Este conteúdo é de autoria de um hospital associado à Anahp

Hospital Aliança realiza ação social de prevenção às hepatites virais

Parceria entre Hospital Aliança e Fundação Maria Emília ajuda população carente

O sábado (27/07) foi de prevenção e diagnóstico precoce no Nordeste de Amaralina. A ação promovida pelo Hospital Aliança e Fundação Maria Emília em parceria com o Hospital Universitário Professor Edgard Santos (HUPES), Associação Latino Americana para Estudo do Fígado (ALEH), Sociedade Brasileira de Hepatologia (SBH), Grupo Vontade de Viver e Secretaria Municipal de Saúde prestou 150 atendimentos que incluiu testes rápidos para as hepatites B e C, HIV, glicemia capilar e sífilis.

A atividade que ocorreu na unidade de Saúde da Família Professor Sabino Silva contou ainda com orientações importantes (informes gerais, orientações nutricionais e farmacêuticas) para a prevenção às hepatites virais, doenças silenciosas que atingem milhões de pessoas em todo o mundo e, na Bahia, causou a morte de 265 pessoas no Estado por hepatite B, colocando o estado no ranking de pior do Nordeste segundo dados do Ministério da Saúde entre 2000 e 2017.

“Esta ação é muito simbólica de enfrentamento às hepatites virais, que são doenças silenciosas. Com os resultados dos testes rápidos, as pessoas com diagnóstico já saem daqui encaminhadas para o sistema público de saúde. Esta ação comunitária é uma união entre os setores público e privado pela democratização da informação em saúde e atendimento gratuito à população”, celebrou o superintendente médico do Hospital Aliança e presidente da Associação Latino Americana para Estudos do Fígado (ALEH), o médico hepatologista Dr. Raymundo Paraná.

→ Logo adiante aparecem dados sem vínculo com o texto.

//! The dimmer `Model`: owns the root device and its four sub-devices and
//! wires PID dispatch through `jarule_core::router` against the tables in
//! `tables.rs`, special-casing the two PIDs that don't fit a single
//! device's state (`DMX_BLOCK_ADDRESS`, which spans every sub-device, and
//! `RESET_DEVICE`, which has none).

use jarule_core::buffer::ParamWriter;
use jarule_core::dispatch::HandlerResult;
use jarule_core::model::Model;
use jarule_core::pid::{nack, param, CommandClass};
use jarule_core::responder;
use jarule_core::router::{self, LockState, RouteOutcome, RoutedDevice};

use crate::handlers::{self, BlockAddressContext};
use crate::state::{new_subdevices, DimmerRoot, DimmerSubDevice, LOCK_STATE_ALL_LOCKED, LOCK_STATE_UNLOCKED};

pub struct DimmerModel {
    root: DimmerRoot,
    subdevices: [DimmerSubDevice; 4],
    active_cursor: Option<usize>,
}

impl Default for DimmerModel {
    fn default() -> Self {
        DimmerModel {
            root: DimmerRoot::default(),
            subdevices: new_subdevices(),
            active_cursor: None,
        }
    }
}

impl DimmerModel {
    /// The root device is never write-protected by its own `LOCK_STATE`:
    /// locking it out would make the lock un-administerable (there's no
    /// other path to `LOCK_PIN`/`LOCK_STATE`). `lock_state` only ever
    /// gates sub-devices; see `subdevice_lock_state`.
    fn root_lock_state(&self) -> LockState {
        LockState::Unlocked
    }

    fn subdevice_lock_state(&self) -> LockState {
        if self.root.lock_state == LOCK_STATE_UNLOCKED {
            LockState::Unlocked
        } else {
            LockState::Locked
        }
    }
}

impl Model for DimmerModel {
    fn handle_request(
        &mut self,
        command_class: CommandClass,
        sub_device: u16,
        pid: u16,
        request_data: &[u8],
        response: &mut ParamWriter,
    ) -> HandlerResult {
        if pid == param::RESET_DEVICE {
            return match command_class {
                CommandClass::SetCommand => responder::reset_device_set(request_data),
                _ => HandlerResult::Nack(nack::UNSUPPORTED_COMMAND_CLASS),
            };
        }

        if pid == param::DMX_BLOCK_ADDRESS && sub_device == router::SUBDEVICE_ROOT {
            let mut ctx = BlockAddressContext {
                subdevices: &mut self.subdevices,
            };
            return match command_class {
                CommandClass::GetCommand => handlers::dmx_block_address_get(&ctx, request_data, response),
                CommandClass::SetCommand => handlers::dmx_block_address_set(&mut ctx, request_data),
                _ => HandlerResult::Nack(nack::UNSUPPORTED_COMMAND_CLASS),
            };
        }

        if command_class == CommandClass::GetCommand && sub_device == router::SUBDEVICE_ALL {
            return HandlerResult::Nack(nack::SUB_DEVICE_OUT_OF_RANGE);
        }

        if sub_device == router::SUBDEVICE_ROOT {
            let root_lock = self.root_lock_state();
            let mut devices = [RoutedDevice {
                sub_device_number: router::SUBDEVICE_ROOT,
                lock_state: root_lock,
                state: &mut self.root,
            }];
            let outcome = router::dispatch_to_subdevices(
                &mut devices,
                &mut self.active_cursor,
                crate::tables::ROOT_TABLE,
                router::SUBDEVICE_ROOT,
                command_class,
                pid,
                request_data,
                response,
            );
            return match outcome {
                RouteOutcome::Handled(r) => r,
                RouteOutcome::OutOfRange => HandlerResult::Nack(nack::SUB_DEVICE_OUT_OF_RANGE),
            };
        }

        let sub_lock = self.subdevice_lock_state();
        let mut devices: [RoutedDevice<'_, DimmerSubDevice>; 4] = [
            RoutedDevice { sub_device_number: self.subdevices[0].index, lock_state: sub_lock, state: &mut self.subdevices[0] },
            RoutedDevice { sub_device_number: self.subdevices[1].index, lock_state: sub_lock, state: &mut self.subdevices[1] },
            RoutedDevice { sub_device_number: self.subdevices[2].index, lock_state: sub_lock, state: &mut self.subdevices[2] },
            RoutedDevice { sub_device_number: self.subdevices[3].index, lock_state: sub_lock, state: &mut self.subdevices[3] },
        ];
        let outcome = router::dispatch_to_subdevices(
            &mut devices,
            &mut self.active_cursor,
            crate::tables::SUBDEVICE_TABLE,
            sub_device,
            command_class,
            pid,
            request_data,
            response,
        );
        match outcome {
            RouteOutcome::Handled(r) => r,
            RouteOutcome::OutOfRange => HandlerResult::Nack(nack::SUB_DEVICE_OUT_OF_RANGE),
        }
    }

    fn activate(&mut self) {
        *self = DimmerModel::default();
    }

    fn deactivate(&mut self) {}

    fn tick(&mut self, _now_ticks: u32) {}

    fn identify_active(&self) -> bool {
        self.root.responder.identify_on || self.subdevices.iter().any(|s| s.responder.identify_on)
    }
}

#[cfg(test)]
mod tests {
    use super::*;
    use jarule_core::pid::param;

    fn writer(backing: &mut [u8]) -> ParamWriter<'_> {
        ParamWriter::new(backing)
    }

    #[test]
    fn device_label_set_then_get_on_root() {
        let mut model = DimmerModel::default();
        let mut backing = [0u8; 64];
        let mut w = writer(&mut backing);
        let result = model.handle_request(CommandClass::SetCommand, 0, param::DEVICE_LABEL, b"Dimmer", &mut w);
        assert_eq!(result, HandlerResult::Ack(0));

        let mut backing2 = [0u8; 64];
        let mut w2 = writer(&mut backing2);
        let result = model.handle_request(CommandClass::GetCommand, 0, param::DEVICE_LABEL, &[], &mut w2);
        assert_eq!(result, HandlerResult::Ack(6));
        assert_eq!(&backing2[..6], b"Dimmer");
    }

    #[test]
    fn dmx_block_address_set_spans_all_subdevices() {
        let mut model = DimmerModel::default();
        let mut backing = [0u8; 64];
        let mut w = writer(&mut backing);
        let result = model.handle_request(
            CommandClass::SetCommand,
            0,
            param::DMX_BLOCK_ADDRESS,
            &100u16.to_be_bytes(),
            &mut w,
        );
        assert_eq!(result, HandlerResult::Ack(0));
        assert_eq!(model.subdevices[0].responder.dmx_start_address, 100);
        assert_eq!(model.subdevices[1].responder.dmx_start_address, 101);
        assert_eq!(model.subdevices[3].responder.dmx_start_address, 103);
    }

    #[test]
    fn unknown_subdevice_is_out_of_range() {
        let mut model = DimmerModel::default();
        let mut backing = [0u8; 64];
        let mut w = writer(&mut backing);
        let result = model.handle_request(CommandClass::GetCommand, 99, param::DEVICE_LABEL, &[], &mut w);
        assert_eq!(result, HandlerResult::Nack(nack::SUB_DEVICE_OUT_OF_RANGE));
    }

    #[test]
    fn curve_odd_rejected_on_even_indexed_subdevice() {
        let mut model = DimmerModel::default();
        let mut backing = [0u8; 64];
        let mut w = writer(&mut backing);
        // sub-device number 4 has index 4 (even), so curve 1 (odd) must NACK.
        let result = model.handle_request(CommandClass::SetCommand, 4, param::CURVE, &[1], &mut w);
        assert_eq!(result, HandlerResult::Nack(nack::DATA_OUT_OF_RANGE));
    }

    #[test]
    fn locked_subdevice_rejects_set_but_allows_lock_pid() {
        let mut model = DimmerModel::default();
        let mut backing = [0u8; 64];
        let mut w = writer(&mut backing);
        model.handle_request(CommandClass::SetCommand, 0, param::LOCK_STATE, &[0, 0, LOCK_STATE_ALL_LOCKED], &mut w);

        let mut backing2 = [0u8; 64];
        let mut w2 = writer(&mut backing2);
        let result = model.handle_request(CommandClass::SetCommand, 1, param::MAXIMUM_LEVEL, &[0, 1], &mut w2);
        assert_eq!(result, HandlerResult::Nack(nack::WRITE_PROTECT));
    }
}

A opinião foi compartilhada pelo secretário municipal de Saúde, Léo Prates, presente ao evento. “Saúde não se faz sozinha e, por isso, nos esforçamos para estar aqui e agradecer ao Hospital Aliança e à Fundação Maria Emília por estar contribuindo para a qualidade de vida das pessoas”.

A vendedora Valdislene Sacramento foi uma das pessoas beneficiadas pela ação. “Ás vezes, falta oportunidade para se deslocar e fazer esses exames. Então, poder vir aqui para fazer exames de doenças que a gente pode ter e não sabe, é muito bom”.

O aposentado Gilberto Ramos dos Santos destacou as orientações e palestras de conscientização feitas no local, como educação alimentar e hepatotoxicidade – uso de chás e plantas. “Eu gostei da orientação nutricional, especialmente sobre as questões dos chás que, normalmente, a gente toma e não sabe que alguns deles fazem mal. Porque qualquer coisa que eu sentia, eu tomava chá. Agora, vou tomar mais cuidado porque eu sei que é arriscado”, finalizou.

Ao final do evento, os resultados que tiveram algum diagnóstico como sífilis, HIV e hepatites, foram encaminhadas para o atendimento em unidades públicas de Saúde. Na oportunidade, foram realizadas 40 ultrassonografias abdominais para melhor detecção de doenças do fígado.